Elite AgentProductivity & Best Practice

Whose Job Is It, Anyway?

For busy agents and principals, time is of the essence. How do you ensure the myriad of vital tasks are completed, and where does your responsibility begin and end?

In real estate, one of the great questions every agent should ask themselves is quite simple. The question is: who?

To my way of thinking, our industry is divided up into six distinct business sections. Each of these areas has a contextual driving force – a word defining its purpose.

The first area is databasing, which is driven by the word ‘volume’. You do need some volume of contacts and you need volume of quality of connections, whether it be direct marketing, push and pull digital strategy or phone calls. As I’ve mentioned before, this is a relationship business. It’s pretty challenging to have a relationship with someone if you’ve never had a conversation with them.

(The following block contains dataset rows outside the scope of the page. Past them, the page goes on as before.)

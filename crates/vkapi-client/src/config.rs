//! Client configuration.

/// How to treat a `geo` block that does not match the [`Geo`] shape.
///
/// `messages.getDialogs` has been observed to return geo payloads in more
/// than one shape. This is an explicit choice rather than a silent default.
///
/// [`Geo`]: vkapi_core::Geo
#[derive(Debug, Clone, Copy, Default, PartialEq, Eq)]
pub enum GeoPolicy {
    /// A malformed geo block fails the whole call with a decode error.
    Strict,
    /// A malformed geo block is dropped (decoded as absent) and logged.
    #[default]
    Tolerant,
}

/// Configuration for [`Client`](crate::Client).
#[derive(Debug, Clone, Default)]
pub struct ClientConfig {
    /// Geo handling for `messages.getDialogs`.
    pub geo_policy: GeoPolicy,
}

impl ClientConfig {
    /// Creates a configuration with defaults.
    pub fn new() -> Self {
        Self::default()
    }

    /// Sets the geo policy.
    pub fn with_geo_policy(mut self, policy: GeoPolicy) -> Self {
        self.geo_policy = policy;
        self
    }
}

#[cfg(test)]
mod tests {
    use super::*;

    #[test]
    fn defaults_to_tolerant_geo() {
        assert_eq!(ClientConfig::new().geo_policy, GeoPolicy::Tolerant);
    }

    #[test]
    fn builder() {
        let config = ClientConfig::new().with_geo_policy(GeoPolicy::Strict);
        assert_eq!(config.geo_policy, GeoPolicy::Strict);
    }
}
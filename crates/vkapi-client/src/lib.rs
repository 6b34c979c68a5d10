//! Typed client for the VK API.
//!
//! This crate turns typed calls into remote method invocations and decodes
//! the results into the [`vkapi_core`] entity model:
//!
//! - [`Params`] - Parameter encoding into a flat string map
//! - [`Transport`] - The collaborator that executes a remote method
//! - [`envelope`] - Splitting a response body into payload or [`ApiError`]
//! - [`Client`] - The typed operations, one per remote method
//! - [`Error`] - Transport, API, decode and argument failures
//!
//! # Architecture
//!
//! ```text
//!   client.wall_get("apiclub", 10, params)
//!                     │
//!                     ▼
//!              ┌─────────────┐
//!              │   Params    │  "owner_id"/"domain", "count", ...
//!              └──────┬──────┘
//!                     │
//!                     ▼ Transport::invoke()
//! ┌─────────────────┐    ┌─────────────────┐
//! │  HttpTransport  │    │ StaticTransport │
//! └────────┬────────┘    └────────┬────────┘
//!          │      raw body        │
//!          └──────────┬───────────┘
//!                     │
//!                     ▼ envelope::open()
//!         ┌───────────┴───────────┐
//!         ▼                       ▼
//!   {"response": ..}        {"error": ..}
//!         │                       │
//!         ▼ decode                ▼
//!  ┌─────────────────────┐  ┌──────────┐
//!  │ Extended<WallPost>  │  │ ApiError │
//!  └─────────────────────┘  └──────────┘
//! ```
//!
//! # Example
//!
//! ```ignore
//! use vkapi_client::http::{HttpConfig, HttpTransport};
//! use vkapi_client::{Client, Params};
//!
//! let client = Client::new(HttpTransport::new(HttpConfig::new(token))?);
//!
//! let (total, messages) = client.messages_get_history(20, 7, true, Params::new()).await?;
//! let id = client.messages_send(42_i64, "hello", Params::new()).await?;
//! ```

pub mod client;
pub mod config;
pub mod envelope;
pub mod error;
#[cfg(feature = "http")]
pub mod http;
pub mod messages;
pub mod params;
pub mod transport;
pub mod wall;

// Re-export main types at crate root
pub use client::Client;
pub use config::{ClientConfig, GeoPolicy};
pub use error::{ApiError, DecodeError, Error, RequestParam, Result, TransportError, TransportErrorKind};
#[cfg(feature = "http")]
pub use http::{HttpConfig, HttpTransport};
pub use params::{Activity, MediaType, Params, Target, dialog_peer};
pub use transport::{BoxFuture, RecordedCall, StaticTransport, Transport};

The next division is pipeline and the context that drives it is relationship. According to the famous Dunbar theory, we’re limited by the number of meaningful relationships we can sustain at any given time. This makes it difficult to have a relationship with 1,500 people in a database all at once. Hence the pipeline gives us the opportunity to build those relationships over time.

The pilot of a Qantas airliner doesn’t have to put the fuel in the plane, but I bet you they know who is doing it.

The next driver is stock management. In many markets – particularly outside capital cities – stock management is one of the key components of the continued growth of a business. The way markets have performed of late, the market itself is the stock driver. The word associated with this is ‘awareness’: awareness of what’s happening and what needs to be done.

Following this is after-sales. The context of this area is advocates; this is where our advocates live. Handled correctly, after-sales strategies can add enormous value to any agent’s business.

After that comes marketing and community. The context of this area is positioning.

And the final division is property management and ancillary services, which in many ways we look at as our superannuation.

That’s bring us back to the question of ‘Who?’ Each of these six divisions has tasks attached to them and, as I’ve said many times, this industry is a task-oriented business. But the restrictions of capacity do not allow us to do all the tasks needed to build successful careers. Therefore the question is: who?

A great chef doesn’t have to clean the plates and dishes, but I bet he knows who does.

We have to take responsibility for all the tasks that need to be done in our business. Responsibility doesn’t mean ‘to do’ – but it does mean you have to ask ‘who is?’